Exercise -
Word for word, give the entries back.

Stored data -
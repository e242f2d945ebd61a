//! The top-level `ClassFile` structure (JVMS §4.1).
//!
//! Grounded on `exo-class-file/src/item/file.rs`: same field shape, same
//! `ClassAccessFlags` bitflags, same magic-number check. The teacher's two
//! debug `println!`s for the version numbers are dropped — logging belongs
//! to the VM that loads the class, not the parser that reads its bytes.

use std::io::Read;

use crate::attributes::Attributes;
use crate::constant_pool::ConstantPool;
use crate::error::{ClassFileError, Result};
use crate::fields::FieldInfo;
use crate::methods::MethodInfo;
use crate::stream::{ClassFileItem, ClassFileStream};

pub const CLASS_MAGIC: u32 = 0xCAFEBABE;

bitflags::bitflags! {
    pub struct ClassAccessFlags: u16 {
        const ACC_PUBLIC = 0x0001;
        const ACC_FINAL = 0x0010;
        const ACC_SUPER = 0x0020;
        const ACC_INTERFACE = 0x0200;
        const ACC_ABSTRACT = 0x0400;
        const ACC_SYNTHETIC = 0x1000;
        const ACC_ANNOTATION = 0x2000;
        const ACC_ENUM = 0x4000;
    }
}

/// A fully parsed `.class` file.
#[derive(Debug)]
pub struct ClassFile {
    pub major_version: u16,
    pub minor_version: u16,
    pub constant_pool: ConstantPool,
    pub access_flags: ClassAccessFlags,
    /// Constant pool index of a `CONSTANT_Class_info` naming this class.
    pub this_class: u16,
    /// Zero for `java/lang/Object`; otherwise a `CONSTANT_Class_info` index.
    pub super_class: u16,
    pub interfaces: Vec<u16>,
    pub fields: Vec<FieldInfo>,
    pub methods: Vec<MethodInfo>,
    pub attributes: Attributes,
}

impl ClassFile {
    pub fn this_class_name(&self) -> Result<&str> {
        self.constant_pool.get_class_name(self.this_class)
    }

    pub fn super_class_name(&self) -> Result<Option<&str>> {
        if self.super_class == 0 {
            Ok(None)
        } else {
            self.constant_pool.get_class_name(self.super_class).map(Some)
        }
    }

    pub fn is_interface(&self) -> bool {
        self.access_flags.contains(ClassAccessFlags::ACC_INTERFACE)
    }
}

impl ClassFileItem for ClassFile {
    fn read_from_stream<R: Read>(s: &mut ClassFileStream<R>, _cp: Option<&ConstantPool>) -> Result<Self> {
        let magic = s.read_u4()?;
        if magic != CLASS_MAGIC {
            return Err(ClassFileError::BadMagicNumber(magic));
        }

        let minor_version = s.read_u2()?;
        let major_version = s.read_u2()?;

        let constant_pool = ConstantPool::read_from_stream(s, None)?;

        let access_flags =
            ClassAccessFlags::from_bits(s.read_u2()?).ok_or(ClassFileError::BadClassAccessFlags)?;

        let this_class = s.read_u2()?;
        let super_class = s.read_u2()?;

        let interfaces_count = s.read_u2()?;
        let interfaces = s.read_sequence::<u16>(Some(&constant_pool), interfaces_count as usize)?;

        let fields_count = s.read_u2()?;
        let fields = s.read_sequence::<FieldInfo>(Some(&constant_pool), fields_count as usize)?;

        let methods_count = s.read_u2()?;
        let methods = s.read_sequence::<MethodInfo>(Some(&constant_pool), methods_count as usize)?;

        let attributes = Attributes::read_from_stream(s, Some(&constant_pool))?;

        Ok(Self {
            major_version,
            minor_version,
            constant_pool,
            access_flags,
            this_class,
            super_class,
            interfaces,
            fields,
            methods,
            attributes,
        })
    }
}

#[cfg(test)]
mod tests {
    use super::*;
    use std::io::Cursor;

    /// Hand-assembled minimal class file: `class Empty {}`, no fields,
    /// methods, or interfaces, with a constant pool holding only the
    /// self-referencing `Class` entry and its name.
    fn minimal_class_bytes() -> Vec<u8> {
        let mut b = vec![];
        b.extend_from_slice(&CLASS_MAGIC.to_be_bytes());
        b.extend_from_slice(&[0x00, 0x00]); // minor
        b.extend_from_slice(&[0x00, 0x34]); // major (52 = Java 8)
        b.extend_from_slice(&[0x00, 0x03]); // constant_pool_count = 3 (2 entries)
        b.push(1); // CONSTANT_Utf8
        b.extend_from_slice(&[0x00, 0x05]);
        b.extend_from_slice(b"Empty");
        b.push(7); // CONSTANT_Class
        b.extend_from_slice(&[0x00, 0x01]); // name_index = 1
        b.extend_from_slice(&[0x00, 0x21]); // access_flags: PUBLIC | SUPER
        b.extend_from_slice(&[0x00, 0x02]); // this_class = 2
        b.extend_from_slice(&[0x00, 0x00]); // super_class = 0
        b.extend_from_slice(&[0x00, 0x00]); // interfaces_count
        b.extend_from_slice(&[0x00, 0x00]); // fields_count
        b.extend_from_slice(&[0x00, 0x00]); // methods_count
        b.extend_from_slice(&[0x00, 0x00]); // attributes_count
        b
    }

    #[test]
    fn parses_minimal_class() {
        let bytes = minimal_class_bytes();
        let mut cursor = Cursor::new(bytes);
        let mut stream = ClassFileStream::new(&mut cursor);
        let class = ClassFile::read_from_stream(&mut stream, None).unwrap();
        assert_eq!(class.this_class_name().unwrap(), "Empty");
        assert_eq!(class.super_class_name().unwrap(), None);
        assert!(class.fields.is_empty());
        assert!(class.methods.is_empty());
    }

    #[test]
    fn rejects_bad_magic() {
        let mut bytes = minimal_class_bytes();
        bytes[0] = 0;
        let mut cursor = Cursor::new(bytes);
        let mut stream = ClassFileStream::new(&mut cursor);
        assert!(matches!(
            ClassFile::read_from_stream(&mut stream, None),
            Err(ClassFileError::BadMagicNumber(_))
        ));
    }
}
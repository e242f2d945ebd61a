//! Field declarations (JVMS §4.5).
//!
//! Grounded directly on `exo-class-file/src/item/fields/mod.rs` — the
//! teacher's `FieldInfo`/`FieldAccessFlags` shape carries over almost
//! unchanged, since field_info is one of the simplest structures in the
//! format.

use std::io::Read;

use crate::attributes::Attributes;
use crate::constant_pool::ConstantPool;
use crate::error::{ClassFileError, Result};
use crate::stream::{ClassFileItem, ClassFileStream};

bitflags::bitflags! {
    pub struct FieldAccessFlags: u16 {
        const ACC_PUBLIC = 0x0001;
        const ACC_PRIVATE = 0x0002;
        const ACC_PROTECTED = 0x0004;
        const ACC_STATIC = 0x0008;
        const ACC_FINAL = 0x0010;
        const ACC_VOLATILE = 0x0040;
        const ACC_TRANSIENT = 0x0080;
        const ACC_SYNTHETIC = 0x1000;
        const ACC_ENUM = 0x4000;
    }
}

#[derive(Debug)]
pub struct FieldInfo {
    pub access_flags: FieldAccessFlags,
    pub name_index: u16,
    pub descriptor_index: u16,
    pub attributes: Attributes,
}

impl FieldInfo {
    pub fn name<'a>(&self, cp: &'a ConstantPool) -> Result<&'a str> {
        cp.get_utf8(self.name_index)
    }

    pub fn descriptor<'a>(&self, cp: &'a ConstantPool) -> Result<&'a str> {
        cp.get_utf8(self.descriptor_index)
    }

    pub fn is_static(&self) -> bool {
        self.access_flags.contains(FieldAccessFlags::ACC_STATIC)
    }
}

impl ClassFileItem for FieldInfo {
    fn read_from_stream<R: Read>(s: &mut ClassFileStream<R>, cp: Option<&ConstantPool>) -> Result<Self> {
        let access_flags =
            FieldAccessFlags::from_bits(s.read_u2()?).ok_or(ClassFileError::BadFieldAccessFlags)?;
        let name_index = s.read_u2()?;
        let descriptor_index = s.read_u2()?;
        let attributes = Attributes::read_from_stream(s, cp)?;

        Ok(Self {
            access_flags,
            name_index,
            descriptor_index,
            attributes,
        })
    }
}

Exercise output -
repository e242f2d945ebd61a
//! The top-level `ClassFile` structure (JVMS §4.1).
//!
//! Grounded on `exo-class-file/src/item/file.rs`: same field shape, same
//! `ClassAccessFlags` bitflags, same magic-number check. The teacher's two
//! debug `println!`s for the version numbers are dropped — logging belongs
//! to the VM that loads the class, not the parser that reads its bytes.

use std::io::Read;

use crate::attributes::Attributes;
use crate::constant_pool::ConstantPool;
use crate::error::{ClassFileError, Result};
use crate::fields::FieldInfo;
use crate::methods::MethodInfo;
use crate::stream::{ClassFileItem, ClassFileStream};

pub const CLASS_MAGIC: u32 = 0xCAFEBABE;

bitflags::bitflags! {
    pub struct ClassAccessFlags: u16 {
        const ACC_PUBLIC = 0x0001;
        const ACC_FINAL = 0x0010;
        const ACC_SUPER = 0x0020;
        const ACC_INTERFACE = 0x0200;
        const ACC_ABSTRACT = 0x0400;
        const ACC_SYNTHETIC = 0x1000;
        const ACC_ANNOTATION = 0x2000;
        const ACC_ENUM = 0x4000;
    }
}

/// A fully parsed `.class` file.
#[derive(Debug)]
pub struct ClassFile {
    pub major_version: u16,
    pub minor_version: u16,
    pub constant_pool: ConstantPool,
    pub access_flags: ClassAccessFlags,
    /// Constant pool index of a `CONSTANT_Class_info` naming this class.
    pub this_class: u16,
    /// Zero for `java/lang/Object`; otherwise a `CONSTANT_Class_info` index.
    pub super_class: u16,
    pub interfaces: Vec<u16>,
    pub fields: Vec<FieldInfo>,
    pub methods: Vec<MethodInfo>,
    pub attributes: Attributes,
}

impl ClassFile {
    pub fn this_class_name(&self) -> Result<&str> {
        self.constant_pool.get_class_name(self.this_class)
    }

    pub fn super_class_name(&self) -> Result<Option<&str>> {
        if self.super_class == 0 {
            Ok(None)
        } else {
            self.constant_pool.get_class_name(self.super_class).map(Some)
        }
    }

    pub fn is_interface(&self) -> bool {
        self.access_flags.contains(ClassAccessFlags::ACC_INTERFACE)
    }
}

impl ClassFileItem for ClassFile {
    fn read_from_stream<R: Read>(s: &mut ClassFileStream<R>, _cp: Option<&ConstantPool>) -> Result<Self> {
        let magic = s.read_u4()?;
        if magic != CLASS_MAGIC {
            return Err(ClassFileError::BadMagicNumber(magic));
        }

        let minor_version = s.read_u2()?;
        let major_version = s.read_u2()?;

        let constant_pool = ConstantPool::read_from_stream(s, None)?;

        let access_flags =
            ClassAccessFlags::from_bits(s.read_u2()?).ok_or(ClassFileError::BadClassAccessFlags)?;

        let this_class = s.read_u2()?;
        let super_class = s.read_u2()?;

        let interfaces_count = s.read_u2()?;
        let interfaces = s.read_sequence::<u16>(Some(&constant_pool), interfaces_count as usize)?;

        let fields_count = s.read_u2()?;
        let fields = s.read_sequence::<FieldInfo>(Some(&constant_pool), fields_count as usize)?;

        let methods_count = s.read_u2()?;
        let methods = s.read_sequence::<MethodInfo>(Some(&constant_pool), methods_count as usize)?;

        let attributes = Attributes::read_from_stream(s, Some(&constant_pool))?;

        Ok(Self {
            major_version,
            minor_version,
            constant_pool,
            access_flags,
            this_class,
            super_class,
            interfaces,
            fields,
            methods,
            attributes,
        })
    }
}

#[cfg(test)]
mod tests {
    use super::*;
    use std::io::Cursor;

    /// Hand-assembled minimal class file: `class Empty {}`, no fields,
    /// methods, or interfaces, with a constant pool holding only the
    /// self-referencing `Class` entry and its name.
    fn minimal_class_bytes() -> Vec<u8> {
        let mut b = vec![];
        b.extend_from_slice(&CLASS_MAGIC.to_be_bytes());
        b.extend_from_slice(&[0x00, 0x00]); // minor
        b.extend_from_slice(&[0x00, 0x34]); // major (52 = Java 8)
        b.extend_from_slice(&[0x00, 0x03]); // constant_pool_count = 3 (2 entries)
        b.push(1); // CONSTANT_Utf8
        b.extend_from_slice(&[0x00, 0x05]);
        b.extend_from_slice(b"Empty");
        b.push(7); // CONSTANT_Class
        b.extend_from_slice(&[0x00, 0x01]); // name_index = 1
        b.extend_from_slice(&[0x00, 0x21]); // access_flags: PUBLIC | SUPER
        b.extend_from_slice(&[0x00, 0x02]); // this_class = 2
        b.extend_from_slice(&[0x00, 0x00]); // super_class = 0
        b.extend_from_slice(&[0x00, 0x00]); // interfaces_count
        b.extend_from_slice(&[0x00, 0x00]); // fields_count
        b.extend_from_slice(&[0x00, 0x00]); // methods_count
        b.extend_from_slice(&[0x00, 0x00]); // attributes_count
        b
    }

    #[test]
    fn parses_minimal_class() {
        let bytes = minimal_class_bytes();
        let mut cursor = Cursor::new(bytes);
        let mut stream = ClassFileStream::new(&mut cursor);
        let class = ClassFile::read_from_stream(&mut stream, None).unwrap();
        assert_eq!(class.this_class_name().unwrap(), "Empty");
        assert_eq!(class.super_class_name().unwrap(), None);
        assert!(class.fields.is_empty());
        assert!(class.methods.is_empty());
    }

    #[test]
    fn rejects_bad_magic() {
        let mut bytes = minimal_class_bytes();
        bytes[0] = 0;
        let mut cursor = Cursor::new(bytes);
        let mut stream = ClassFileStream::new(&mut cursor);
        assert!(matches!(
            ClassFile::read_from_stream(&mut stream, None),
            Err(ClassFileError::BadMagicNumber(_))
        ));
    }
}
repository e242f2d945ebd61a
//! Field declarations (JVMS §4.5).
//!
//! Grounded directly on `exo-class-file/src/item/fields/mod.rs` — the
//! teacher's `FieldInfo`/`FieldAccessFlags` shape carries over almost
//! unchanged, since field_info is one of the simplest structures in the
//! format.

use std::io::Read;

use crate::attributes::Attributes;
use crate::constant_pool::ConstantPool;
use crate::error::{ClassFileError, Result};
use crate::stream::{ClassFileItem, ClassFileStream};

bitflags::bitflags! {
    pub struct FieldAccessFlags: u16 {
        const ACC_PUBLIC = 0x0001;
        const ACC_PRIVATE = 0x0002;
        const ACC_PROTECTED = 0x0004;
        const ACC_STATIC = 0x0008;
        const ACC_FINAL = 0x0010;
        const ACC_VOLATILE = 0x0040;
        const ACC_TRANSIENT = 0x0080;
        const ACC_SYNTHETIC = 0x1000;
        const ACC_ENUM = 0x4000;
    }
}

#[derive(Debug)]
pub struct FieldInfo {
    pub access_flags: FieldAccessFlags,
    pub name_index: u16,
    pub descriptor_index: u16,
    pub attributes: Attributes,
}

impl FieldInfo {
    pub fn name<'a>(&self, cp: &'a ConstantPool) -> Result<&'a str> {
        cp.get_utf8(self.name_index)
    }

    pub fn descriptor<'a>(&self, cp: &'a ConstantPool) -> Result<&'a str> {
        cp.get_utf8(self.descriptor_index)
    }

    pub fn is_static(&self) -> bool {
        self.access_flags.contains(FieldAccessFlags::ACC_STATIC)
    }
}

impl ClassFileItem for FieldInfo {
    fn read_from_stream<R: Read>(s: &mut ClassFileStream<R>, cp: Option<&ConstantPool>) -> Result<Self> {
        let access_flags =
            FieldAccessFlags::from_bits(s.read_u2()?).ok_or(ClassFileError::BadFieldAccessFlags)?;
        let name_index = s.read_u2()?;
        let descriptor_index = s.read_u2()?;
        let attributes = Attributes::read_from_stream(s, cp)?;

        Ok(Self {
            access_flags,
            name_index,
            descriptor_index,
            attributes,
        })
    }
}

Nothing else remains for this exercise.